* Data to examine
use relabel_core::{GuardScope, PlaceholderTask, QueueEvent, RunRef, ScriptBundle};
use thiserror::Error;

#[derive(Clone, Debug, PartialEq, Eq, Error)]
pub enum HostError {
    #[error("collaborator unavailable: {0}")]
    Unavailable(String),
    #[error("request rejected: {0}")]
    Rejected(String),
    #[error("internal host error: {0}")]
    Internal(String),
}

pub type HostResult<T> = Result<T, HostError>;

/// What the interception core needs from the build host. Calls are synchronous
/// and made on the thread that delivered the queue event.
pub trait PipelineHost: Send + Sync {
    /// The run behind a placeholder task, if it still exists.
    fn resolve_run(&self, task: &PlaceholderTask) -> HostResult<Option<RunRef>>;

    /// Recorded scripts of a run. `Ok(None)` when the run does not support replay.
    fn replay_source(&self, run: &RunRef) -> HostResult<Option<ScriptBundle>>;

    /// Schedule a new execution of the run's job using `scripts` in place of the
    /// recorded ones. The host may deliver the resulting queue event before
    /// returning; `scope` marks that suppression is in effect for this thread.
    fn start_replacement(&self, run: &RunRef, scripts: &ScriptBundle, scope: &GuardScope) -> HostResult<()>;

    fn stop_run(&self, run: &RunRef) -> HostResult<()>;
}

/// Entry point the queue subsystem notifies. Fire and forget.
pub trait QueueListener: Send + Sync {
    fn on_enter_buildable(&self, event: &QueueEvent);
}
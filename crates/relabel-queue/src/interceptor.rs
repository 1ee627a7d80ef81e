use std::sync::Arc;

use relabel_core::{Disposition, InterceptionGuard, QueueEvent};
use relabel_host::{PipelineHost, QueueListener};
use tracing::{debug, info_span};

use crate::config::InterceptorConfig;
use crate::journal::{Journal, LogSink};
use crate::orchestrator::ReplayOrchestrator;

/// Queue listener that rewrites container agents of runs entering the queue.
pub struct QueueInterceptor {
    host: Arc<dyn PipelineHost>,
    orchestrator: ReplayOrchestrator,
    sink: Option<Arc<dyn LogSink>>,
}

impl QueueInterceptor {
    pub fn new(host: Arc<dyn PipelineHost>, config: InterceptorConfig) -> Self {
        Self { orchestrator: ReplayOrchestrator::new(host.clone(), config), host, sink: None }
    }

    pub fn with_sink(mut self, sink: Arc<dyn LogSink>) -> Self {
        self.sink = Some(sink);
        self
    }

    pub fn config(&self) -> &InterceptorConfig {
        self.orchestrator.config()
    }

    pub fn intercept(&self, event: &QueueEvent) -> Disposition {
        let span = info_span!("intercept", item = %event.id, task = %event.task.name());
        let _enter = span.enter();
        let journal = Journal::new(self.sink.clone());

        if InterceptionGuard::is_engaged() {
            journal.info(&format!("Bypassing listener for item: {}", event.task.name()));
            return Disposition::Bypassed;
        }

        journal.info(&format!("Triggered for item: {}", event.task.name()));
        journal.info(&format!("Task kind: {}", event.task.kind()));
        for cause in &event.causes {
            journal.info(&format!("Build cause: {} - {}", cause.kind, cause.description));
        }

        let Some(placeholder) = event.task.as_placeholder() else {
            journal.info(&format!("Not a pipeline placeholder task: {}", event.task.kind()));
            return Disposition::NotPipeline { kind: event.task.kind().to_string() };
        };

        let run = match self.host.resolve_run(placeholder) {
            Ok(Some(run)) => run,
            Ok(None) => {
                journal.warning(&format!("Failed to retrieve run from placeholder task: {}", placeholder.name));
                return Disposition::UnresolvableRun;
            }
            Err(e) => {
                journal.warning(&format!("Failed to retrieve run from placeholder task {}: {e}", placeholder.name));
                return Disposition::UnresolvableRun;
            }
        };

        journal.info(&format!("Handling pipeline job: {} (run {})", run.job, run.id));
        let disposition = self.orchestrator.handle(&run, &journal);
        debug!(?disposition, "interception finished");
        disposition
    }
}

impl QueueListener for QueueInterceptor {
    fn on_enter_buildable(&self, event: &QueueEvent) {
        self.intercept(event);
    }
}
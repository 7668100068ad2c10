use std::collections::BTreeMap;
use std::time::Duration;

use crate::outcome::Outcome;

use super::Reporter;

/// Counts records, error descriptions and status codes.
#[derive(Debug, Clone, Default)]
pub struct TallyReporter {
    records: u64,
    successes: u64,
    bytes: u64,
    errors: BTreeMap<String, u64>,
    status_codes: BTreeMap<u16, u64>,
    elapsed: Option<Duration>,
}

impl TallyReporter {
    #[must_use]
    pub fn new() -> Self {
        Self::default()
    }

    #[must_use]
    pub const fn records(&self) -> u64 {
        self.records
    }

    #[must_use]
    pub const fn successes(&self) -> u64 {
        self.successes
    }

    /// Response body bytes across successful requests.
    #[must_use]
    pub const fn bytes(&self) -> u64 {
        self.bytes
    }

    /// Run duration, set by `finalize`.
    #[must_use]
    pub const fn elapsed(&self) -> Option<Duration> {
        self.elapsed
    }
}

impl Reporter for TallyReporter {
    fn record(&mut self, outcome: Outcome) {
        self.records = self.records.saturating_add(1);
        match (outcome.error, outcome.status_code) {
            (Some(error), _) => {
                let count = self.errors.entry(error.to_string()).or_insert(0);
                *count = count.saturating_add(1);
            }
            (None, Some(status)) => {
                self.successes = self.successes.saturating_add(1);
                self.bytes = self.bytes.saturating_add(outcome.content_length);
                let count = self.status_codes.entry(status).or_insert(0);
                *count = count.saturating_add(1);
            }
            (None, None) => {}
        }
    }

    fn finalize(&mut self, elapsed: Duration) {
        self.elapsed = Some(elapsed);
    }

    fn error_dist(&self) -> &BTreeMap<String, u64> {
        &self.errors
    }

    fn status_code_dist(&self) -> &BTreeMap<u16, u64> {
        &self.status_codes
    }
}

* Task to complete
With no additions or omissions, transcribe every record.

* Result below
use relabel_core::{GuardScope, PlaceholderTask, QueueEvent, RunRef, ScriptBundle};
use thiserror::Error;

#[derive(Clone, Debug, PartialEq, Eq, Error)]
pub enum HostError {
    #[error("collaborator unavailable: {0}")]
    Unavailable(String),
    #[error("request rejected: {0}")]
    Rejected(String),
    #[error("internal host error: {0}")]
    Internal(String),
}

pub type HostResult<T> = Result<T, HostError>;

/// What the interception core needs from the build host. Calls are synchronous
/// and made on the thread that delivered the queue event.
pub trait PipelineHost: Send + Sync {
    /// The run behind a placeholder task, if it still exists.
    fn resolve_run(&self, task: &PlaceholderTask) -> HostResult<Option<RunRef>>;

    /// Recorded scripts of a run. `Ok(None)` when the run does not support replay.
    fn replay_source(&self, run: &RunRef) -> HostResult<Option<ScriptBundle>>;

    /// Schedule a new execution of the run's job using `scripts` in place of the
    /// recorded ones. The host may deliver the resulting queue event before
    /// returning; `scope` marks that suppression is in effect for this thread.
    fn start_replacement(&self, run: &RunRef, scripts: &ScriptBundle, scope: &GuardScope) -> HostResult<()>;

    fn stop_run(&self, run: &RunRef) -> HostResult<()>;
}

/// Entry point the queue subsystem notifies. Fire and forget.
pub trait QueueListener: Send + Sync {
    fn on_enter_buildable(&self, event: &QueueEvent);
}
filename crates/relabel-queue/src/interceptor.rs
repository 1ee627a7d80ef81e
use std::sync::Arc;

use relabel_core::{Disposition, InterceptionGuard, QueueEvent};
use relabel_host::{PipelineHost, QueueListener};
use tracing::{debug, info_span};

use crate::config::InterceptorConfig;
use crate::journal::{Journal, LogSink};
use crate::orchestrator::ReplayOrchestrator;

/// Queue listener that rewrites container agents of runs entering the queue.
pub struct QueueInterceptor {
    host: Arc<dyn PipelineHost>,
    orchestrator: ReplayOrchestrator,
    sink: Option<Arc<dyn LogSink>>,
}

impl QueueInterceptor {
    pub fn new(host: Arc<dyn PipelineHost>, config: InterceptorConfig) -> Self {
        Self { orchestrator: ReplayOrchestrator::new(host.clone(), config), host, sink: None }
    }

    pub fn with_sink(mut self, sink: Arc<dyn LogSink>) -> Self {
        self.sink = Some(sink);
        self
    }

    pub fn config(&self) -> &InterceptorConfig {
        self.orchestrator.config()
    }

    pub fn intercept(&self, event: &QueueEvent) -> Disposition {
        let span = info_span!("intercept", item = %event.id, task = %event.task.name());
        let _enter = span.enter();
        let journal = Journal::new(self.sink.clone());

        if InterceptionGuard::is_engaged() {
            journal.info(&format!("Bypassing listener for item: {}", event.task.name()));
            return Disposition::Bypassed;
        }

        journal.info(&format!("Triggered for item: {}", event.task.name()));
        journal.info(&format!("Task kind: {}", event.task.kind()));
        for cause in &event.causes {
            journal.info(&format!("Build cause: {} - {}", cause.kind, cause.description));
        }

        let Some(placeholder) = event.task.as_placeholder() else {
            journal.info(&format!("Not a pipeline placeholder task: {}", event.task.kind()));
            return Disposition::NotPipeline { kind: event.task.kind().to_string() };
        };

        let run = match self.host.resolve_run(placeholder) {
            Ok(Some(run)) => run,
            Ok(None) => {
                journal.warning(&format!("Failed to retrieve run from placeholder task: {}", placeholder.name));
                return Disposition::UnresolvableRun;
            }
            Err(e) => {
                journal.warning(&format!("Failed to retrieve run from placeholder task {}: {e}", placeholder.name));
                return Disposition::UnresolvableRun;
            }
        };

        journal.info(&format!("Handling pipeline job: {} (run {})", run.job, run.id));
        let disposition = self.orchestrator.handle(&run, &journal);
        debug!(?disposition, "interception finished");
        disposition
    }
}

impl QueueListener for QueueInterceptor {
    fn on_enter_buildable(&self, event: &QueueEvent) {
        self.intercept(event);
    }
}
repository 7668100068ad2c10
use std::collections::BTreeMap;
use std::time::Duration;

use crate::outcome::Outcome;

use super::Reporter;

/// Counts records, error descriptions and status codes.
#[derive(Debug, Clone, Default)]
pub struct TallyReporter {
    records: u64,
    successes: u64,
    bytes: u64,
    errors: BTreeMap<String, u64>,
    status_codes: BTreeMap<u16, u64>,
    elapsed: Option<Duration>,
}

impl TallyReporter {
    #[must_use]
    pub fn new() -> Self {
        Self::default()
    }

    #[must_use]
    pub const fn records(&self) -> u64 {
        self.records
    }

    #[must_use]
    pub const fn successes(&self) -> u64 {
        self.successes
    }

    /// Response body bytes across successful requests.
    #[must_use]
    pub const fn bytes(&self) -> u64 {
        self.bytes
    }

    /// Run duration, set by `finalize`.
    #[must_use]
    pub const fn elapsed(&self) -> Option<Duration> {
        self.elapsed
    }
}

impl Reporter for TallyReporter {
    fn record(&mut self, outcome: Outcome) {
        self.records = self.records.saturating_add(1);
        match (outcome.error, outcome.status_code) {
            (Some(error), _) => {
                let count = self.errors.entry(error.to_string()).or_insert(0);
                *count = count.saturating_add(1);
            }
            (None, Some(status)) => {
                self.successes = self.successes.saturating_add(1);
                self.bytes = self.bytes.saturating_add(outcome.content_length);
                let count = self.status_codes.entry(status).or_insert(0);
                *count = count.saturating_add(1);
            }
            (None, None) => {}
        }
    }

    fn finalize(&mut self, elapsed: Duration) {
        self.elapsed = Some(elapsed);
    }

    fn error_dist(&self) -> &BTreeMap<String, u64> {
        &self.errors
    }

    fn status_code_dist(&self) -> &BTreeMap<u16, u64> {
        &self.status_codes
    }
}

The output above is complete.